§ **WORK REQUEST**: Copy all lines in the data that contain the string "await".

******

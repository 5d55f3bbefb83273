//! City boundary lookup.
//!
//! A [`CityCatalog`] names the cities the service knows about and returns
//! their boundaries. [`GeoJsonCityDirectory`] reads one GeoJSON file per
//! city from a directory; [`StaticCityCatalog`] keeps boundaries in memory.

use std::collections::BTreeMap;
use std::path::PathBuf;

use thiserror::Error;
use tracing::debug;

use crate::cache::BoxFuture;
use crate::geom::geojson::{merge_polygons, FeatureCollection};
use crate::geom::{GeometryError, Point, Polygon};

/// Half-width in degrees of the box used as the egugrid region.
pub const EGUGRID_RADIUS: f64 = 5.4;

/// Longitude limit of the egugrid region.
pub const MAX_LONGITUDE: f64 = 178.0;

/// Latitude limit of the egugrid region.
pub const MAX_LATITUDE: f64 = 89.5;

const CITY_EXTENSION: &str = "geojson";

#[derive(Debug, Error)]
pub enum CatalogError {
    #[error("unknown city {0:?}")]
    NotFound(String),

    #[error("city {0:?} has no polygon geometry")]
    NoPolygons(String),

    #[error("reading city catalog: {0}")]
    Io(#[from] std::io::Error),

    #[error("parsing city geometry: {0}")]
    Json(#[from] serde_json::Error),

    #[error(transparent)]
    Geometry(#[from] GeometryError),
}

/// Source of city boundaries.
pub trait CityCatalog: Send + Sync {
    /// Every known city, sorted.
    fn names(&self) -> BoxFuture<'_, Result<Vec<String>, CatalogError>>;

    /// Boundary of `name` in longitude/latitude.
    fn geometry<'a>(&'a self, name: &'a str) -> BoxFuture<'a, Result<Polygon, CatalogError>>;

    /// Region over which egugrid sources of `name` are allocated.
    ///
    /// The default is a box of ±[`EGUGRID_RADIUS`] degrees around the city
    /// centroid, clamped to the modelled domain.
    fn egugrid_region<'a>(&'a self, name: &'a str) -> BoxFuture<'a, Result<Polygon, CatalogError>> {
        Box::pin(async move {
            let city = self.geometry(name).await?;
            Ok(egugrid_box(city.centroid()?))
        })
    }
}

/// Box of ±[`EGUGRID_RADIUS`] around `center`, clamped to the domain.
pub fn egugrid_box(center: Point) -> Polygon {
    let clamp_x = |x: f64| x.clamp(-MAX_LONGITUDE, MAX_LONGITUDE);
    let clamp_y = |y: f64| y.clamp(-MAX_LATITUDE, MAX_LATITUDE);
    Polygon::rect(
        Point::new(clamp_x(center.x - EGUGRID_RADIUS), clamp_y(center.y - EGUGRID_RADIUS)),
        Point::new(clamp_x(center.x + EGUGRID_RADIUS), clamp_y(center.y + EGUGRID_RADIUS)),
    )
}

// =============================================================================
// Directory of GeoJSON files
// =============================================================================

/// Reads `<directory>/<name>.geojson` for each city.
#[derive(Debug, Clone)]
pub struct GeoJsonCityDirectory {
    directory: PathBuf,
}

impl GeoJsonCityDirectory {
    pub fn new(directory: impl Into<PathBuf>) -> Self {
        Self {
            directory: directory.into(),
        }
    }

    fn path_for(&self, name: &str) -> Result<PathBuf, CatalogError> {
        if name.is_empty() || name.contains(['/', '\\']) || name.starts_with('.') {
            return Err(CatalogError::NotFound(name.to_string()));
        }
        Ok(self.directory.join(format!("{name}.{CITY_EXTENSION}")))
    }
}

impl CityCatalog for GeoJsonCityDirectory {
    fn names(&self) -> BoxFuture<'_, Result<Vec<String>, CatalogError>> {
        Box::pin(async move {
            let mut names = Vec::new();
            let mut entries = tokio::fs::read_dir(&self.directory).await?;
            while let Some(entry) = entries.next_entry().await? {
                let path = entry.path();
                if path.extension().is_some_and(|e| e == CITY_EXTENSION) {
                    if let Some(stem) = path.file_stem() {
                        names.push(stem.to_string_lossy().into_owned());
                    }
                }
            }
            names.sort();
            Ok(names)
        })
    }

    fn geometry<'a>(&'a self, name: &'a str) -> BoxFuture<'a, Result<Polygon, CatalogError>> {
        Box::pin(async move {
            let path = self.path_for(name)?;
            let data = match tokio::fs::read(&path).await {
                Ok(data) => data,
                Err(e) if e.kind() == std::io::ErrorKind::NotFound => {
                    return Err(CatalogError::NotFound(name.to_string()))
                }
                Err(e) => return Err(e.into()),
            };
            let collection: FeatureCollection = serde_json::from_slice(&data)?;
            let polygon = merge_polygons(&collection);
            if polygon.is_empty() {
                return Err(CatalogError::NoPolygons(name.to_string()));
            }
            debug!(city = name, rings = polygon.rings.len(), "Loaded city geometry");
            Ok(polygon)
        })
    }
}

// =============================================================================
// In-memory catalog
// =============================================================================

/// Fixed set of cities held in memory.
#[derive(Debug, Clone, Default)]
pub struct StaticCityCatalog {
    cities: BTreeMap<String, Polygon>,
    egugrid: BTreeMap<String, Polygon>,
}

impl StaticCityCatalog {
    pub fn new() -> Self {
        Self::default()
    }

    pub fn with_city(mut self, name: impl Into<String>, boundary: Polygon) -> Self {
        self.cities.insert(name.into(), boundary);
        self
    }

    /// Override the default egugrid region for `name`.
    pub fn with_egugrid_region(mut self, name: impl Into<String>, region: Polygon) -> Self {
        self.egugrid.insert(name.into(), region);
        self
    }
}

impl CityCatalog for StaticCityCatalog {
    fn names(&self) -> BoxFuture<'_, Result<Vec<String>, CatalogError>> {
        Box::pin(async move { Ok(self.cities.keys().cloned().collect()) })
    }

    fn geometry<'a>(&'a self, name: &'a str) -> BoxFuture<'a, Result<Polygon, CatalogError>> {
        Box::pin(async move {
            self.cities
                .get(name)
                .cloned()
                .ok_or_else(|| CatalogError::NotFound(name.to_string()))
        })
    }

    fn egugrid_region<'a>(&'a self, name: &'a str) -> BoxFuture<'a, Result<Polygon, CatalogError>> {
        Box::pin(async move {
            if let Some(region) = self.egugrid.get(name) {
                return Ok(region.clone());
            }
            let city = self.geometry(name).await?;
            Ok(egugrid_box(city.centroid()?))
        })
    }
}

******

§ **ANSWER SECTION**:
            let city = self.geometry(name).await?;
            let mut entries = tokio::fs::read_dir(&self.directory).await?;
            while let Some(entry) = entries.next_entry().await? {
            let data = match tokio::fs::read(&path).await {
            let city = self.geometry(name).await?;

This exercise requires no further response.